At Tuesday’s county Board of Supervisors meeting, officials managing the Santa Ana Riverbed as a flood control channel said homeless encampments keep popping up.
Even when the county puts up fencing, people find their way back into the riverbed, officials said at the meeting.
In 2018, the county’s clearing of an encampment along that same area set years of federal lawsuits into motion on the homeless’ behalf, partly prompting plans for Santa Ana’s Carnegie shelter.
Santa Ana city officials now say their shelter’s fate “hangs in the balance,” after developers Ryan and Jeremy Ogulnick have “substantially slowed” ongoing work in a “cunning ploy” to strip the city’s ability to purchase the property at a later date, according to the city’s March 21 legal filing.
Ryan Ogulnick, a well-known developer in Santa Ana, has been a force in local politics for years, becoming one of the principal financiers of local city council campaigns, and is also known for his now-dead proposal to build a controversial apartment complex in the Park Santiago neighborhood.
According to the federal filing by the City of Santa Ana, the city’s relationship with the Ogulnicks has soured.
The Ogulnicks “appear to be motivated” by their belief that “the Carnegie Property is now worth more than the purchase price agreed to with the City and a desire to delay the sale for tax purposes,” according to a Tuesday news release the city sent out publicizing the lawsuit.
In the lawsuit, officials say the Ogulnicks advised city staff that expenses from subcontractors “were higher than expected” and thus work had to slow or pause while they investigated this.
The developers “also conveyed to city staff that they believed there was no money left in the project budget and that all work on the shelter was to stop,” officials said in the city’s legal filing.
Phone and text messages seeking comment from Ryan Ogulnick went unreturned Tuesday.
“In a cunning ploy to strip the City of the option to purchase the Carnegie Property and coerce the city into giving up this right,” the Ogulnicks are alleging several breaches of their lease agreement with the city, claiming the city no longer has the option of purchasing the property and threatening “termination of the lease agreement,” the lawsuit reads.

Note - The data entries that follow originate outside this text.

//! Mock syncer implementation for testing.
//!
//! Behaviour is scripted per process through [`MockConfig`], so a single
//! `MockSyncer` can drive healthy, failing, panicking and hanging processes
//! side by side. Every call is recorded for later assertions.

use crate::syncer::{StatusReporter, SyncContext, SyncError, SyncOutcome, Syncer};
use async_trait::async_trait;
use parking_lot::Mutex;
use pv_protocol::{ProcessId, SyncPhase, UpdateKind};
use std::collections::HashMap;
use std::sync::Arc;
use std::time::Duration;
use tokio::time::Instant;

/// What a mock call does.
#[derive(Debug, Clone, PartialEq)]
pub enum MockBehavior {
    /// Succeed immediately.
    Healthy,
    /// Fail with `SyncError::Persistent`, for the first `times` calls or forever.
    FailPersistent { times: Option<u32> },
    /// Fail with `SyncError::Transient`, for the first `times` calls or forever.
    FailTransient { times: Option<u32> },
    /// `SyncOutcome::Terminal` from `sync_process`, `SyncError::Terminal` elsewhere.
    Terminal,
    Panic,
    /// Never return, even when cancelled.
    Hang,
    /// Sleep, then succeed; returns `SyncError::Cancelled` if cancelled first.
    Slow(Duration),
}

/// Per-process script for [`MockSyncer`].
#[derive(Debug, Clone, PartialEq)]
pub struct MockConfig {
    pub label: String,
    pub sync: MockBehavior,
    pub terminating: MockBehavior,
    pub terminated: MockBehavior,
}

impl MockConfig {
    /// Every phase succeeds.
    pub fn healthy(label: impl Into<String>) -> Self {
        Self {
            label: label.into(),
            sync: MockBehavior::Healthy,
            terminating: MockBehavior::Healthy,
            terminated: MockBehavior::Healthy,
        }
    }

    pub fn with_sync(mut self, behavior: MockBehavior) -> Self {
        self.sync = behavior;
        self
    }

    pub fn with_terminating(mut self, behavior: MockBehavior) -> Self {
        self.terminating = behavior;
        self
    }

    pub fn with_terminated(mut self, behavior: MockBehavior) -> Self {
        self.terminated = behavior;
        self
    }
}

/// One recorded syncer call.
#[derive(Debug, Clone, PartialEq)]
pub struct MockCall {
    pub process_id: ProcessId,
    pub phase: SyncPhase,
    /// Update kind for `Sync`-phase calls.
    pub kind: Option<UpdateKind>,
    pub label: String,
    /// Grace period for `Terminating`-phase calls.
    pub grace_period: Option<Duration>,
    pub at: Instant,
}

#[derive(Default)]
struct MockState {
    calls: Vec<MockCall>,
    failures: HashMap<(ProcessId, SyncPhase), u32>,
    in_flight: HashMap<ProcessId, usize>,
    max_in_flight: HashMap<ProcessId, usize>,
}

/// Decrements the in-flight count when a call ends, however it ends.
struct InFlightGuard {
    state: Arc<Mutex<MockState>>,
    process_id: ProcessId,
}

impl Drop for InFlightGuard {
    fn drop(&mut self) {
        let mut state = self.state.lock();
        if let Some(count) = state.in_flight.get_mut(&self.process_id) {
            *count = count.saturating_sub(1);
        }
    }
}

/// Scriptable [`Syncer`] that records every call.
#[derive(Clone, Default)]
pub struct MockSyncer {
    state: Arc<Mutex<MockState>>,
}

impl MockSyncer {
    pub fn new() -> Self {
        Self::default()
    }

    /// All calls so far, in start order.
    pub fn calls(&self) -> Vec<MockCall> {
        self.state.lock().calls.clone()
    }

    pub fn calls_for(&self, id: &ProcessId) -> Vec<MockCall> {
        self.state
            .lock()
            .calls
            .iter()
            .filter(|call| &call.process_id == id)
            .cloned()
            .collect()
    }

    pub fn call_count(&self, id: &ProcessId, phase: SyncPhase) -> usize {
        self.state
            .lock()
            .calls
            .iter()
            .filter(|call| &call.process_id == id && call.phase == phase)
            .count()
    }

    /// Highest number of simultaneous calls ever observed for `id`.
    pub fn max_concurrency(&self, id: &ProcessId) -> usize {
        self.state
            .lock()
            .max_in_flight
            .get(id)
            .copied()
            .unwrap_or(0)
    }

    /// Highest per-process concurrency across all processes.
    pub fn max_concurrency_any(&self) -> usize {
        self.state
            .lock()
            .max_in_flight
            .values()
            .copied()
            .max()
            .unwrap_or(0)
    }

    fn enter(
        &self,
        ctx: &SyncContext,
        phase: SyncPhase,
        kind: Option<UpdateKind>,
        config: &MockConfig,
        grace_period: Option<Duration>,
    ) -> InFlightGuard {
        let id = ctx.process_id().clone();
        let mut state = self.state.lock();
        state.calls.push(MockCall {
            process_id: id.clone(),
            phase,
            kind,
            label: config.label.clone(),
            grace_period,
            at: Instant::now(),
        });

        let in_flight = state.in_flight.entry(id.clone()).or_insert(0);
        *in_flight += 1;
        let current = *in_flight;
        let max = state.max_in_flight.entry(id.clone()).or_insert(0);
        *max = (*max).max(current);

        InFlightGuard {
            state: Arc::clone(&self.state),
            process_id: id,
        }
    }

    /// Count a failure for `(id, phase)`; true while still within `times`.
    fn should_fail(&self, id: &ProcessId, phase: SyncPhase, times: Option<u32>) -> bool {
        let mut state = self.state.lock();
        let failed = state.failures.entry((id.clone(), phase)).or_insert(0);
        match times {
            Some(limit) if *failed >= limit => false,
            _ => {
                *failed += 1;
                true
            }
        }
    }

    async fn run(
        &self,
        ctx: &SyncContext,
        phase: SyncPhase,
        behavior: &MockBehavior,
        label: &str,
    ) -> Result<SyncOutcome, SyncError> {
        match behavior {
            MockBehavior::Healthy => Ok(SyncOutcome::Running),
            MockBehavior::FailPersistent { times } => {
                if self.should_fail(ctx.process_id(), phase, *times) {
                    Err(SyncError::Persistent(format!("{} {} failed", label, phase)))
                } else {
                    Ok(SyncOutcome::Running)
                }
            }
            MockBehavior::FailTransient { times } => {
                if self.should_fail(ctx.process_id(), phase, *times) {
                    Err(SyncError::Transient(format!("{} {} unavailable", label, phase)))
                } else {
                    Ok(SyncOutcome::Running)
                }
            }
            MockBehavior::Terminal => match phase {
                SyncPhase::Sync => Ok(SyncOutcome::Terminal),
                _ => Err(SyncError::Terminal(format!("{} {} is terminal", label, phase))),
            },
            MockBehavior::Panic => panic!("mock syncer panic in {} for {}", phase, label),
            MockBehavior::Hang => std::future::pending::<Result<SyncOutcome, SyncError>>().await,
            MockBehavior::Slow(delay) => {
                tokio::select! {
                    _ = tokio::time::sleep(*delay) => Ok(SyncOutcome::Running),
                    _ = ctx.cancelled() => Err(SyncError::Cancelled),
                }
            }
        }
    }
}

#[async_trait]
impl Syncer for MockSyncer {
    type Config = MockConfig;

    async fn sync_process(
        &self,
        ctx: &SyncContext,
        kind: UpdateKind,
        config: &MockConfig,
    ) -> Result<SyncOutcome, SyncError> {
        let _guard = self.enter(ctx, SyncPhase::Sync, Some(kind), config, None);
        self.run(ctx, SyncPhase::Sync, &config.sync, &config.label)
            .await
    }

    async fn sync_terminating_process(
        &self,
        ctx: &SyncContext,
        config: &MockConfig,
        grace_period: Duration,
        status: &StatusReporter,
    ) -> Result<(), SyncError> {
        let _guard = self.enter(
            ctx,
            SyncPhase::Terminating,
            None,
            config,
            Some(grace_period),
        );
        status.report(&format!("stopping {}", config.label));
        self.run(ctx, SyncPhase::Terminating, &config.terminating, &config.label)
            .await
            .map(|_| ())
    }

    async fn sync_terminated_process(
        &self,
        ctx: &SyncContext,
        config: &MockConfig,
    ) -> Result<(), SyncError> {
        let _guard = self.enter(ctx, SyncPhase::Terminated, None, config, None);
        self.run(ctx, SyncPhase::Terminated, &config.terminated, &config.label)
            .await
            .map(|_| ())
    }
}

“They have threatened to terminate the lease and also claim the purchase option is no longer available,” it says.
The city and the Ogulnicks — through an entity called Dyer 18 LLC — entered into a long-term lease agreement for the property in March last year.
The city in its legal filing says “this relief is of the utmost importance so that the City may continue to serve the needs of its most vulnerable population …”
Namely, the shelter comes after a federal settlement agreement on Orange County homelessness overseen by Judge David O. Carter. The Carnegie shelter was supposed to replace the “Link” – a temporary, 200-bed, 24-hour emergency homeless shelter known built by Ryan Ogulnick in 2018.
But the Link has since shut down.
And the Carnegie shelter has yet to open.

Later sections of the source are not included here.